Leader Blues

Friday, April 02, 2010

EDITORIAL >> Democrats slug it out

Having never invested any confidence in the honesty and propriety of political advertising, we cannot say that we were surprised by the first surge of commercials in the U.S. Senate race. Just mildly disappointed.

Sen. Blanche Lincoln began an all-out assault on her Democratic opponent, Lt. Gov. Bill Halter, last week with a barrage of multi-media ads that seemed to accuse him of lying, fraud and deception. The slick flyer that landed in mailboxes across the state last week has a picture of Halter, beneath which are the bold words “Drug Fraud. Lying. Lawsuits.” Then it asks, “Can we afford corporate board millionaire Bill Halter in the Senate?” That is followed by a picture of an overturned pill bottle and bundles of $100 bills. Television commercials send the same message.
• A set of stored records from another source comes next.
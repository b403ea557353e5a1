use crate::error::CrawlError;
use chrono::{DateTime, Utc};
use serde::{Deserialize, Serialize};
use serde_json::Value;
use std::collections::BTreeMap;
use std::fmt;

/// Rectangular lat/lon region used by the bounding-box endpoints
#[derive(Debug, Clone, Copy, PartialEq, Serialize, Deserialize)]
pub struct GeoBounds {
    pub left_lon: f64,
    pub right_lon: f64,
    pub top_lat: f64,
    pub bottom_lat: f64,
}

impl GeoBounds {
    /// Build a square box of half-width `radius` (in degrees) around a center point.
    ///
    /// A radius that is not strictly positive and finite is rejected rather
    /// than producing an inverted box.
    pub fn around(center_lat: f64, center_lon: f64, radius: f64) -> Result<Self, CrawlError> {
        if !center_lat.is_finite() || !center_lon.is_finite() {
            return Err(CrawlError::InvalidArea(format!(
                "center ({}, {}) is not a finite coordinate",
                center_lat, center_lon
            )));
        }
        if !radius.is_finite() || radius <= 0.0 {
            return Err(CrawlError::InvalidArea(format!(
                "radius must be positive, got {}",
                radius
            )));
        }

        Ok(Self {
            left_lon: center_lon - radius,
            right_lon: center_lon + radius,
            top_lat: center_lat + radius,
            bottom_lat: center_lat - radius,
        })
    }

    /// Query pairs shared by every bounding-box endpoint
    pub fn query_pairs(&self) -> [(&'static str, String); 4] {
        [
            ("leftLon", self.left_lon.to_string()),
            ("rightLon", self.right_lon.to_string()),
            ("topLat", self.top_lat.to_string()),
            ("bottomLat", self.bottom_lat.to_string()),
        ]
    }
}

/// Cookies and user agent lifted from a warmed-up browser page
#[derive(Debug, Clone, Default, PartialEq, Eq)]
pub struct SessionIdentity {
    pub cookies: BTreeMap<String, String>,
    pub user_agent: String,
}

impl SessionIdentity {
    pub fn new(cookies: BTreeMap<String, String>, user_agent: impl Into<String>) -> Self {
        Self {
            cookies,
            user_agent: user_agent.into(),
        }
    }

    /// Render the cookie jar as a single `Cookie` header value.
    /// Returns `None` when there is nothing to send.
    pub fn cookie_header(&self) -> Option<String> {
        if self.cookies.is_empty() {
            return None;
        }
        let header = self
            .cookies
            .iter()
            .map(|(name, value)| format!("{}={}", name, value))
            .collect::<Vec<_>>()
            .join("; ");
        Some(header)
    }
}

/// Development plan categories indexed by the vendor map
#[derive(Debug, Clone, Copy, PartialEq, Eq, PartialOrd, Ord, Hash, Serialize, Deserialize)]
#[serde(rename_all = "lowercase")]
pub enum PlanType {
    Road,
    Rail,
    Jigu,
}

impl PlanType {
    pub const ALL: [PlanType; 3] = [PlanType::Road, PlanType::Rail, PlanType::Jigu];

    pub fn as_str(&self) -> &'static str {
        match self {
            PlanType::Road => "road",
            PlanType::Rail => "rail",
            PlanType::Jigu => "jigu",
        }
    }
}

impl fmt::Display for PlanType {
    fn fmt(&self, f: &mut fmt::Formatter<'_>) -> fmt::Result {
        f.write_str(self.as_str())
    }
}

/// Center and derived bounds of one crawl
#[derive(Debug, Clone, Serialize, Deserialize)]
pub struct AreaInfo {
    pub center_lat: f64,
    pub center_lon: f64,
    pub radius: f64,
    pub bounds: GeoBounds,
}

/// Everything collected for one area
///
/// Vendor records stay as raw JSON; only `markerId` and `articleList` are
/// ever looked into.
#[derive(Debug, Clone, Serialize, Deserialize)]
pub struct AreaCrawlResult {
    pub area: AreaInfo,
    pub complexes: Vec<Value>,
    pub complex_details: BTreeMap<String, Value>,
    pub articles: BTreeMap<String, Vec<Value>>,
    pub development_plans: BTreeMap<PlanType, Vec<Value>>,
    pub crawled_at: DateTime<Utc>,
    #[serde(default)]
    pub deadline_exceeded: bool,
}

impl AreaCrawlResult {
    /// Empty result with all three plan categories present
    pub fn new(center_lat: f64, center_lon: f64, radius: f64, bounds: GeoBounds) -> Self {
        let development_plans = PlanType::ALL
            .iter()
            .map(|plan| (*plan, Vec::new()))
            .collect();

        Self {
            area: AreaInfo {
                center_lat,
                center_lon,
                radius,
                bounds,
            },
            complexes: Vec::new(),
            complex_details: BTreeMap::new(),
            articles: BTreeMap::new(),
            development_plans,
            crawled_at: Utc::now(),
            deadline_exceeded: false,
        }
    }

    pub fn total_articles(&self) -> usize {
        self.articles.values().map(Vec::len).sum()
    }
}

/// Identifier of a complex marker, if it has one.
///
/// The vendor sends it as a string but numbers are accepted too.
pub fn marker_id(complex: &Value) -> Option<String> {
    match complex.get("markerId")? {
        Value::String(id) if !id.is_empty() => Some(id.clone()),
        Value::Number(id) => Some(id.to_string()),
        _ => None,
    }
}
If you open the flyer and read the somewhat smaller type with a little skepticism, you might conclude that Halter did not lie and did not defraud anyone in spite of the ads’ blurbs from the media that suggest that he did (“. . . lied to the public . . . offered false hope to people stricken with a deadly disease. . .” Associated Press, 10/03/09) (“. . . misleading statements” Silicon Valley/San Jose Business Journal, 7/6/07).

Halter was a member of the board of directors of a couple of biomedical firms that got sued for misleading investors and patients. The CEO of one was convicted of lying about a lung-disease treatment. Halter was on the board that fired him.

Halter’s defense was that he had nothing to do with the actions of the executives of the companies, but notwithstanding Lincoln’s deceptions, it has to be a little embarrassing. Everyone knows that corporate directors are figureheads who have little to do with the operations of the companies on whose boards they sit. Halter was no different.

After graduating with honors from the prestigious Stanford University and serving on its board of trustees, Halter was a prospect for the board of every start-up technology and biomedical company on the West Coast. And he served on a number of them in the ’90s and in the last decade. His earnings from director fees and from the sale of appreciated stock of the companies brought him a tidy living and financed his first race for political office four years ago.

If serving on the board of a drug company that was accused of misleading people about the life-saving benefits of its products is a disgrace, then everyone who has ever served on the board of a pharmaceutical company should hang his or her head in shame. Not one of them — not Merck, Pfizer, Lilly, Wyeth — has escaped that infamy. They have paid tens of millions of dollars in fines and defended hundreds of civil suits.

Truth be told, Lincoln’s political fund has accepted vast sums from pharmaceutical companies that have been sued and fined for misleading patients, doctors, hospitals and investors. Her contributions from pharmaceuticals outpace all but a half-dozen members of Congress.

Having been victimized by deceptive and lying commercials in the health-insurance debacle for close to a year — those, after all, are the reason that she is in so much trouble — Lincoln might be forgiven for using the technique herself. We would have preferred that she show the grace to be better than her critics.

While some of Halter’s first commercials characterize differences that he has with Lincoln on matters of federal policy like bankruptcy and student lending, he can be accused not of being dishonest but merely insipid.

The slapstick ads with his lovable old high school football coach in Little Rock moved quickly from clever to tiresome. The worst ones have him boasting of having stood up to the vested special interests when he gave the people of Arkansas a lottery. And what vested interest would that have been? The United Methodist Church?